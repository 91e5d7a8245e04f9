//! Error types for dispatch operations.

use crate::bus::BusError;
use crate::envelope::{EnvelopeError, TaskId, WorkflowId};
use crate::stage::Stage;
use thiserror::Error;

/// Result type for dispatcher operations.
pub type DispatchResult<T> = Result<T, DispatchError>;

/// Errors returned by the agent dispatcher.
#[derive(Debug, Clone, Error)]
pub enum DispatchError {
    /// A task is already in flight for the workflow and stage.
    #[error("task {pending} is already pending for workflow {workflow_id} at stage '{stage}'")]
    AlreadyPending {
        /// Workflow owning the slot.
        workflow_id: WorkflowId,
        /// Stage owning the slot.
        stage: Stage,
        /// Task currently holding the slot.
        pending: TaskId,
    },

    /// The same task identifier was dispatched twice.
    #[error("task {0} is already pending")]
    DuplicateTask(TaskId),

    /// The envelope could not be encoded.
    #[error(transparent)]
    Envelope(#[from] EnvelopeError),

    /// The bus refused the publish.
    #[error(transparent)]
    Bus(#[from] BusError),

    /// Nobody is consuming dispatch outcomes any more.
    #[error("dispatch outcome receiver has been dropped")]
    OutcomeChannelClosed,
}
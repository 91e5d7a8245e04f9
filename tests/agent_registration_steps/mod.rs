//! Step definitions for agent registration scenarios.

pub mod given;
pub mod then;
pub mod when;
pub mod world;
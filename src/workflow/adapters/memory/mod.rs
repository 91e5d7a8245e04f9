//! In-memory adapters for tests and single-process deployments.

mod event_log;
mod workflow;

pub use event_log::InMemoryWorkflowEventLog;
pub use workflow::InMemoryWorkflowRepository;
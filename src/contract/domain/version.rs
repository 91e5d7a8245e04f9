//! Semantic version values used by contracts.

use super::ContractError;
use serde::{Deserialize, Serialize};
use std::fmt;
use std::str::FromStr;

/// A `major.minor.patch` semantic version.
///
/// Pre-release and build metadata are not accepted: contract versions are
/// always release versions.
#[derive(Debug, Clone, Copy, PartialEq, Eq, Hash, PartialOrd, Ord, Serialize, Deserialize)]
#[serde(try_from = "String", into = "String")]
pub struct SemVer {
    major: u64,
    minor: u64,
    patch: u64,
}

impl SemVer {
    /// Creates a version from its components.
    #[must_use]
    pub const fn new(major: u64, minor: u64, patch: u64) -> Self {
        Self {
            major,
            minor,
            patch,
        }
    }

    /// Parses a `major.minor.patch` string.
    ///
    /// # Errors
    ///
    /// Returns [`ContractError::InvalidVersion`] when the value does not have
    /// exactly three numeric components.
    pub fn parse(value: &str) -> Result<Self, ContractError> {
        let invalid = || ContractError::InvalidVersion(value.to_owned());
        let mut parts = value.trim().split('.');
        let mut next_component = || -> Result<u64, ContractError> {
            let part = parts.next().ok_or_else(invalid)?;
            if part.is_empty() || !part.chars().all(|ch| ch.is_ascii_digit()) {
                return Err(invalid());
            }
            part.parse::<u64>().map_err(|_| invalid())
        };
        let major = next_component()?;
        let minor = next_component()?;
        let patch = next_component()?;
        if parts.next().is_some() {
            return Err(invalid());
        }
        Ok(Self::new(major, minor, patch))
    }

    /// Returns the major component.
    #[must_use]
    pub const fn major(self) -> u64 {
        self.major
    }

    /// Returns the minor component.
    #[must_use]
    pub const fn minor(self) -> u64 {
        self.minor
    }

    /// Returns the patch component.
    #[must_use]
    pub const fn patch(self) -> u64 {
        self.patch
    }
}

impl fmt::Display for SemVer {
    fn fmt(&self, f: &mut fmt::Formatter<'_>) -> fmt::Result {
        write!(f, "{}.{}.{}", self.major, self.minor, self.patch)
    }
}

impl FromStr for SemVer {
    type Err = ContractError;

    fn from_str(value: &str) -> Result<Self, Self::Err> {
        Self::parse(value)
    }
}

impl TryFrom<String> for SemVer {
    type Error = ContractError;

    fn try_from(value: String) -> Result<Self, Self::Error> {
        Self::parse(&value)
    }
}

impl From<SemVer> for String {
    fn from(version: SemVer) -> Self {
        version.to_string()
    }
}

**What the task asks**
In the listing above, how many lines contain the string "slot"? State the number and stop.

**Solved problem**
3